● YOUR GOAL
Every line in the data below that has the word "NaiveDate" should be returned.

+++ DATA FOR THIS TASK

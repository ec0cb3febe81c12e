use serde::{Deserialize, Serialize};
use sqlx::FromRow;
use uuid::Uuid;
use chrono::{DateTime, NaiveDate, NaiveTime, Utc};
use rust_decimal::Decimal;

// Row shapes as stored. Enum-valued columns stay strings here and are
// parsed by the owning service.

#[derive(Debug, Clone, Serialize, Deserialize, FromRow)]
pub struct UserRow {
    pub user_id: Uuid,
    pub username: String,
    pub email: String,
    pub first_name: String,
    pub roles: Vec<String>, // PostgreSQL text array
    pub hashed_password: String,
    pub created_at: DateTime<Utc>,
    pub updated_at: DateTime<Utc>,
}

#[derive(Debug, Clone, Serialize, Deserialize, FromRow)]
pub struct PasswordResetTokenRow {
    pub user_id: Uuid,
    pub token: String,
    pub used: bool,
    pub created_at: DateTime<Utc>,
}

#[derive(Debug, Clone, Serialize, Deserialize, FromRow)]
pub struct SkillRow {
    pub skill_id: Uuid,
    pub name: String,
    pub description: String,
    pub created_at: DateTime<Utc>,
}

#[derive(Debug, Clone, Serialize, Deserialize, FromRow)]
pub struct MentorProfileRow {
    pub mentor_id: Uuid,
    pub user_id: Option<Uuid>,
    pub full_name: String,
    pub headline: String,
    pub bio: String,
    pub location: Option<String>,
    pub linkedin_url: Option<String>,
    pub github_url: Option<String>,
    pub years_of_experience: i32,
    pub hourly_rate: Decimal,
    pub availability: serde_json::Value,
    pub session_duration: i32,
    pub available_for: String,
    pub application_status: String,
    pub admin_notes: Option<String>,
    pub created_at: DateTime<Utc>,
    pub updated_at: DateTime<Utc>,
}

#[derive(Debug, Clone, Serialize, Deserialize, FromRow)]
pub struct MenteeProfileRow {
    pub user_id: Uuid,
    pub full_name: String,
    pub interests: String,
    pub current_level: String,
    pub goal: String,
    pub created_at: DateTime<Utc>,
    pub updated_at: DateTime<Utc>,
}

#[derive(Debug, Clone, Serialize, Deserialize, FromRow)]
pub struct SessionRow {
    pub session_id: Uuid,
    pub mentor_id: Uuid,
    pub mentee_id: Uuid,
    pub session_date: NaiveDate,
    pub session_time: NaiveTime,
    pub duration_minutes: i32,
    pub status: String,
    pub meeting_link: Option<String>,
    pub meeting_notes: Option<String>,
    pub admin_provided_link: Option<String>,
    pub link_provided_at: Option<DateTime<Utc>>,
    pub amount_paid: Decimal,
    pub payment_status: String,
    pub created_at: DateTime<Utc>,
    pub updated_at: DateTime<Utc>,
}
/// Form checks for choosing a new password from a reset link.
pub fn validate_password_reset(request: &ResetPasswordRequest) -> Result<(), AppError> {
    if request.password.is_empty() || request.confirm_password.is_empty() {
        return Err(AppError::Validation("Please fill in all fields.".to_string()));
    }
    PasswordService::validate_new_password(&request.password, &request.confirm_password)
}

fn map_user_write_error(error: sqlx::Error) -> AppError {
    if is_unique_violation(&error, USERNAME_CONSTRAINT) && !is_unique_violation(&error, EMAIL_CONSTRAINT) {
        AppError::Conflict(USERNAME_TAKEN.to_string())
    } else if is_unique_violation(&error, EMAIL_CONSTRAINT) && !is_unique_violation(&error, USERNAME_CONSTRAINT) {
        AppError::Conflict(EMAIL_TAKEN.to_string())
    } else if is_any_unique_violation(&error) {
        AppError::Conflict("User with this username or email already exists.".to_string())
    } else {
        AppError::Database(error)
    }
}

pub struct UserService {
    db_pool: PgPool,
    jwt_service: JwtService,
    config: UserManagementConfig,
    outbox: NotificationOutbox,
}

++++++

● RESULT OF THE TASK
use chrono::{DateTime, NaiveDate, NaiveTime, Utc};
    pub session_date: NaiveDate,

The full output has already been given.